→ Record excerpts:
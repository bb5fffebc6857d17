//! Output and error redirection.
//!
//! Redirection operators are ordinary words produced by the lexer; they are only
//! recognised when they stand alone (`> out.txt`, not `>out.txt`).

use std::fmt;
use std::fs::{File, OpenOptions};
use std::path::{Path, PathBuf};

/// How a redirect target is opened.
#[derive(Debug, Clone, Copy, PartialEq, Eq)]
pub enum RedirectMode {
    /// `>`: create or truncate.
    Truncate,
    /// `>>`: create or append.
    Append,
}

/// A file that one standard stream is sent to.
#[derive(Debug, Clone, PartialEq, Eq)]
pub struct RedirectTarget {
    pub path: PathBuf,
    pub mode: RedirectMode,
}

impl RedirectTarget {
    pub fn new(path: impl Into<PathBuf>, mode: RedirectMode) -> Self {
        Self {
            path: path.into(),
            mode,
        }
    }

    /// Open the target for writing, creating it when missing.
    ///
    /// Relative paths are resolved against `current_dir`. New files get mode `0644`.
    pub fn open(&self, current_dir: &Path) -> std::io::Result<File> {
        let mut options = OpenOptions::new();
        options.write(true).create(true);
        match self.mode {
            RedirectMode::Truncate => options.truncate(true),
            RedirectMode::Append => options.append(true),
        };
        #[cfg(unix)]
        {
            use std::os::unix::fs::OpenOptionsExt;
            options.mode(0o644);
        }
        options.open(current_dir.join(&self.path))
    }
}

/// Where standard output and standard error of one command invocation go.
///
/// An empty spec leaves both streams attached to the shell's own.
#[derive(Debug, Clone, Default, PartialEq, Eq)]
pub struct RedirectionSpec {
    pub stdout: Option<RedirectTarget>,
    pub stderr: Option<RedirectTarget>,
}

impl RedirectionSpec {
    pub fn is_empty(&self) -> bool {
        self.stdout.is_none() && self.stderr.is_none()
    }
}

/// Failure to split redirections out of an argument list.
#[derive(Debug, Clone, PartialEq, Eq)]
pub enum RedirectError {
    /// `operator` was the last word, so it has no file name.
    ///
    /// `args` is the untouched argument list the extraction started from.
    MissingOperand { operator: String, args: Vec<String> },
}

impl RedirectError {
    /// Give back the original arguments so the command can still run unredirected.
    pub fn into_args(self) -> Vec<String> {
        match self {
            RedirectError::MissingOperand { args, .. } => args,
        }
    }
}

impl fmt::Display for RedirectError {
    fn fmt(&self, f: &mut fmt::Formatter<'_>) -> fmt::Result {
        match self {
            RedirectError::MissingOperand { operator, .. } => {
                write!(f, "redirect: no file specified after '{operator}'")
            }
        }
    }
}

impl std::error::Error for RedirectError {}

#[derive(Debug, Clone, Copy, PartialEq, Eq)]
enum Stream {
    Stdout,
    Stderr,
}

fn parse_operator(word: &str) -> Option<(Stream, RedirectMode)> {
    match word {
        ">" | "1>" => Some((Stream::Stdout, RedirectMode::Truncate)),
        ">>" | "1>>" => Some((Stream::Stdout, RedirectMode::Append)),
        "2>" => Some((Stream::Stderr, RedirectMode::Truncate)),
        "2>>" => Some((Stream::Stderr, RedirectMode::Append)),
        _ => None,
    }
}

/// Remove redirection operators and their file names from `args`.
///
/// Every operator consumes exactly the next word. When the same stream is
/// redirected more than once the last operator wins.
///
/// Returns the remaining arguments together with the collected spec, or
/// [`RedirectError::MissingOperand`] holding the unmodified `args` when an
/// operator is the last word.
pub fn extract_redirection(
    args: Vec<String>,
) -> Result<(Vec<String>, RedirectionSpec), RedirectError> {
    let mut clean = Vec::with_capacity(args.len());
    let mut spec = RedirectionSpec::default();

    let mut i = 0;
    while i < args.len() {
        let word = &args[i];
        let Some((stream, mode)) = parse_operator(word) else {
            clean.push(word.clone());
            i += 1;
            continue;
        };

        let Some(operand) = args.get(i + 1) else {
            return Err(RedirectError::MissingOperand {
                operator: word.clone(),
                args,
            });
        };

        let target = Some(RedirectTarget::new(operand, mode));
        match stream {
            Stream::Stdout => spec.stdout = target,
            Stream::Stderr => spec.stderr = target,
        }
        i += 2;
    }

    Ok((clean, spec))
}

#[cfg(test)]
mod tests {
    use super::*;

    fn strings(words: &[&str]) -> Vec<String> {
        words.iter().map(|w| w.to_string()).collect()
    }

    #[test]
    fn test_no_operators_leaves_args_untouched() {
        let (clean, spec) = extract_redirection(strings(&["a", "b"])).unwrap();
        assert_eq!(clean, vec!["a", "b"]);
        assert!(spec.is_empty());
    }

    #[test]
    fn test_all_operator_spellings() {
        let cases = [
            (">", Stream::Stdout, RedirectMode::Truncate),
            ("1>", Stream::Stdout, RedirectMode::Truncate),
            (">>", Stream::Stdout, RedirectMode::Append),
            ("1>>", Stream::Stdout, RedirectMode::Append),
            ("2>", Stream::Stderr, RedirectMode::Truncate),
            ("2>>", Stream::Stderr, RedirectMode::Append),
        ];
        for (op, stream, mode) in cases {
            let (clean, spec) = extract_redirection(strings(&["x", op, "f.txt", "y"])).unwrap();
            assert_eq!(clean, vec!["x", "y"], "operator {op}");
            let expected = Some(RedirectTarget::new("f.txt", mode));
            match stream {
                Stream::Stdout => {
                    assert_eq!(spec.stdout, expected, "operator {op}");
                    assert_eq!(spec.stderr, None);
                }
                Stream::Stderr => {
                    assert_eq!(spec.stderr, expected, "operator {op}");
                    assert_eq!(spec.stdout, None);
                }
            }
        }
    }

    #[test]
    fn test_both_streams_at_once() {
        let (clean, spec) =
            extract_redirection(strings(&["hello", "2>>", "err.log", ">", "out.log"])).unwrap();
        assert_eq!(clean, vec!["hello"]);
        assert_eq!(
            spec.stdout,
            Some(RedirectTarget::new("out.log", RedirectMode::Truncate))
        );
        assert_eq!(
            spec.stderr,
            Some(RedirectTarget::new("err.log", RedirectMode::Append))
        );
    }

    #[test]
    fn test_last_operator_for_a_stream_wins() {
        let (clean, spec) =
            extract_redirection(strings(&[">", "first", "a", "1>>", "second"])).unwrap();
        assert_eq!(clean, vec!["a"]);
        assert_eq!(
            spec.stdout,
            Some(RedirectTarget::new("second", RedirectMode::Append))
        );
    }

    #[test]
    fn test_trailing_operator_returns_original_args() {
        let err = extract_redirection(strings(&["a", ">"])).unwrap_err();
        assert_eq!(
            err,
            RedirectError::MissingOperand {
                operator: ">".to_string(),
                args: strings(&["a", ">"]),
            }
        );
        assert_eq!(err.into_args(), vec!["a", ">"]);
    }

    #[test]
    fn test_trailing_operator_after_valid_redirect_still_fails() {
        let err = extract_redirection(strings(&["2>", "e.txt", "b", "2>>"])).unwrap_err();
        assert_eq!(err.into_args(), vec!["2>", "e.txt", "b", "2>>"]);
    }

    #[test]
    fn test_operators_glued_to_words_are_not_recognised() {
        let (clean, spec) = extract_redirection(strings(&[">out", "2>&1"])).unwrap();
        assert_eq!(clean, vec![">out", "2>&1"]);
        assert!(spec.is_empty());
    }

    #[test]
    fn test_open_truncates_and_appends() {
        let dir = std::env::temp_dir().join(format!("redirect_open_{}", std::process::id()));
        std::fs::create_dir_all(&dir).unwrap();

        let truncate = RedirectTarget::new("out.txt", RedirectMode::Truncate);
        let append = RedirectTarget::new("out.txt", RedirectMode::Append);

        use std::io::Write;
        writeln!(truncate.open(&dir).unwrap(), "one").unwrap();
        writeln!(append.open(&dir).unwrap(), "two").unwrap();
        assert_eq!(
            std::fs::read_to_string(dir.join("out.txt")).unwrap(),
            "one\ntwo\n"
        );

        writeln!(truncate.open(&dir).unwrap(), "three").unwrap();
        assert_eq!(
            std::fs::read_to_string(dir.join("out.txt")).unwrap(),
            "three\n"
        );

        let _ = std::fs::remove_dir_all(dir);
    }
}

→ What you are asked to do: Give back the entries above exactly as they are, from their first line through the line that contains "#[cfg(unix)]", both included, with nothing else.

→ Worked solution:
repository bb5fffebc6857d17
//! Output and error redirection.
//!
//! Redirection operators are ordinary words produced by the lexer; they are only
//! recognised when they stand alone (`> out.txt`, not `>out.txt`).

use std::fmt;
use std::fs::{File, OpenOptions};
use std::path::{Path, PathBuf};

/// How a redirect target is opened.
#[derive(Debug, Clone, Copy, PartialEq, Eq)]
pub enum RedirectMode {
    /// `>`: create or truncate.
    Truncate,
    /// `>>`: create or append.
    Append,
}

/// A file that one standard stream is sent to.
#[derive(Debug, Clone, PartialEq, Eq)]
pub struct RedirectTarget {
    pub path: PathBuf,
    pub mode: RedirectMode,
}

impl RedirectTarget {
    pub fn new(path: impl Into<PathBuf>, mode: RedirectMode) -> Self {
        Self {
            path: path.into(),
            mode,
        }
    }

    /// Open the target for writing, creating it when missing.
    ///
    /// Relative paths are resolved against `current_dir`. New files get mode `0644`.
    pub fn open(&self, current_dir: &Path) -> std::io::Result<File> {
        let mut options = OpenOptions::new();
        options.write(true).create(true);
        match self.mode {
            RedirectMode::Truncate => options.truncate(true),
            RedirectMode::Append => options.append(true),
        };
        #[cfg(unix)]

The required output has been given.